══ INPUT DATA ══
use log::{debug, trace};
use once_cell::sync::Lazy;
use regex::Regex;
use std::{fs, path::Path};

use crate::{
    error::{Result, ScanError},
    types::{ImportKind, RawImport},
};

/// One row of the import-shape table.
struct ImportPattern {
    name: &'static str,
    kind: ImportKind,
    dynamic: bool,
    /// Whether the row is tried against joined multi-line `{ ... }` statements
    braced: bool,
    regex: Regex,
}

fn pattern(
    name: &'static str,
    kind: ImportKind,
    dynamic: bool,
    braced: bool,
    src: &str,
) -> ImportPattern {
    ImportPattern {
        name,
        kind,
        dynamic,
        braced,
        regex: Regex::new(src).expect("import pattern must compile"),
    }
}

// Rows are tried in order and the first match wins. ES6 shapes come before
// CommonJS shapes, which come before dynamic `import()`.
static IMPORT_PATTERNS: Lazy<Vec<ImportPattern>> = Lazy::new(|| {
    use ImportKind::{CommonJs, Es6};
    vec![
        pattern(
            "type-only",
            Es6,
            false,
            true,
            concat!(
                r#"^\s*import\s+type\s+(?:[\w$]+|\*\s*as\s+[\w$]+|\{[^}]*\})"#,
                r#"\s*from\s*['"]([^'"]+)['"]"#,
            ),
        ),
        pattern(
            "default-and-named",
            Es6,
            false,
            true,
            r#"^\s*import\s+[\w$]+\s*,\s*\{[^}]*\}\s*from\s*['"]([^'"]+)['"]"#,
        ),
        pattern(
            "default-and-namespace",
            Es6,
            false,
            false,
            r#"^\s*import\s+[\w$]+\s*,\s*\*\s*as\s+[\w$]+\s+from\s*['"]([^'"]+)['"]"#,
        ),
        pattern("named", Es6, false, true, r#"^\s*import\s*\{[^}]*\}\s*from\s*['"]([^'"]+)['"]"#),
        pattern(
            "namespace",
            Es6,
            false,
            false,
            r#"^\s*import\s*\*\s*as\s+[\w$]+\s+from\s*['"]([^'"]+)['"]"#,
        ),
        pattern("default", Es6, false, false, r#"^\s*import\s+[\w$]+\s+from\s*['"]([^'"]+)['"]"#),
        pattern("side-effect", Es6, false, false, r#"^\s*import\s*['"]([^'"]+)['"]"#),
        pattern(
            "re-export",
            Es6,
            false,
            true,
            concat!(
                r#"^\s*export(?:\s+type)?\s*(?:\{[^}]*\}|\*(?:\s*as\s+[\w$]+)?)"#,
                r#"\s*from\s*['"]([^'"]+)['"]"#,
            ),
        ),
        pattern(
            "import-equals",
            CommonJs,
            false,
            false,
            r#"^\s*(?:export\s+)?import\s+[\w$]+\s*=\s*require\s*\(\s*['"]([^'"]+)['"]\s*\)"#,
        ),
        pattern(
            "require-destructured",
            CommonJs,
            false,
            false,
            r#"^\s*(?:const|let|var)\s*\{[^}]*\}\s*=\s*require\s*\(\s*['"]([^'"]+)['"]\s*\)"#,
        ),
        pattern(
            "require-member",
            CommonJs,
            false,
            false,
            concat!(
                r#"^\s*(?:const|let|var)\s+[\w$]+\s*=\s*require\s*\(\s*['"]([^'"]+)['"]\s*\)"#,
                r#"\s*\.\s*[\w$]+"#,
            ),
        ),
        pattern(
            "require-binding",
            CommonJs,
            false,
            false,
            r#"^\s*(?:const|let|var)\s+[\w$]+\s*=\s*require\s*\(\s*['"]([^'"]+)['"]\s*\)"#,
        ),
        pattern(
            "require-call",
            CommonJs,
            false,
            false,
            r#"(?:^|[^\w$.])require\s*\(\s*['"]([^'"]+)['"]\s*\)"#,
        ),
        pattern(
            "dynamic-import",
            Es6,
            true,
            false,
            r#"(?:^|[^\w$.])import\s*\(\s*['"]([^'"]+)['"]\s*\)"#,
        ),
    ]
});

/// An `import {` / `export {` whose brace is left open on its own line.
static OPEN_BRACE: Lazy<Regex> = Lazy::new(|| {
    Regex::new(concat!(
        r#"^\s*(import|export)"#,
        r#"(?:\s+(?:type\s+)?(?:[\w$]+\s*,\s*)?|\s*)\{[^}]*$"#,
    ))
    .expect("open brace pattern must compile")
});

static FROM_CLAUSE: Lazy<Regex> =
    Lazy::new(|| Regex::new(r#"\bfrom\s*['"]"#).expect("from clause pattern must compile"));

/// A multi-line statement being joined back together.
struct Pending {
    text: String,
    line: usize,
    is_export: bool,
}

/// Reads `file` and extracts its imports.
///
/// A missing file is reported as `NotFound`; any other failure (including
/// non-UTF-8 content) as `Read`.
pub fn imports_for(file: &Path) -> Result<Vec<RawImport>> {
    trace!("Reading file for imports: {}", file.display());
    let src = fs::read_to_string(file).map_err(|e| ScanError::from_io(file, e))?;
    let imports = extract_imports(&src);
    debug!("Found {} import specifiers in {}", imports.len(), file.display());
    Ok(imports)
}

/// Extracts imports from source text, in line order.
///
/// This is a line-oriented scan, not a parser. Block comments are not
/// recognised, so a specifier inside `/* ... */` is reported like any other.
pub fn extract_imports(source: &str) -> Vec<RawImport> {
    let mut imports = Vec::new();
    let mut pending: Option<Pending> = None;

    for (idx, line) in source.lines().enumerate() {
        let lineno = idx + 1;

        if let Some(mut acc) = pending.take() {
            acc.text.push(' ');
            acc.text.push_str(line.trim());

            if FROM_CLAUSE.is_match(line) {
                match match_statement(&acc.text, true) {
                    Some(found) => imports.push(found.into_import(acc.line)),
                    None => trace!("Discarding unmatched multi-line import at line {}", acc.line),
                }
            } else if acc.is_export && line.contains('}') {
                // Plain `export { a, b }` lists have no module clause.
                trace!("Multi-line export at line {} has no module clause", acc.line);
            } else {
                pending = Some(acc);
            }
            continue;
        }

        let trimmed = line.trim();
        if trimmed.is_empty() || trimmed.starts_with("//") {
            continue;
        }

        if let Some(found) = match_statement(line, false) {
            trace!("Line {} matched '{}': '{}'", lineno, found.pattern.name, found.specifier);
            imports.push(found.into_import(lineno));
        } else if let Some(caps) = OPEN_BRACE.captures(line) {
            trace!("Line {} opens a multi-line statement", lineno);
            pending = Some(Pending {
                text: trimmed.to_string(),
                line: lineno,
                is_export: &caps[1] == "export",
            });
        }
    }

    if let Some(acc) = pending {
        trace!("Reached end of input inside multi-line import from line {}", acc.line);
    }

    imports
}

struct Match<'a> {
    pattern: &'a ImportPattern,
    specifier: String,
}

impl Match<'_> {
    fn into_import(self, line: usize) -> RawImport {
        RawImport {
            kind: self.pattern.kind,
            specifier: self.specifier,
            is_dynamic: self.pattern.dynamic,
            line,
        }
    }
}

fn match_statement(text: &str, braced_only: bool) -> Option<Match<'static>> {
    IMPORT_PATTERNS.iter().filter(|p| !braced_only || p.braced).find_map(|p| {
        p.regex
            .captures(text)
            .and_then(|caps| caps.get(1))
            .map(|m| Match { pattern: p, specifier: m.as_str().to_string() })
    })
}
═══
### DIRECTIONS
Identify each line in the entries with the word "ImportKind" and copy it.

### WRITTEN SOLUTION
    types::{ImportKind, RawImport},
    kind: ImportKind,
    kind: ImportKind,
    use ImportKind::{CommonJs, Es6};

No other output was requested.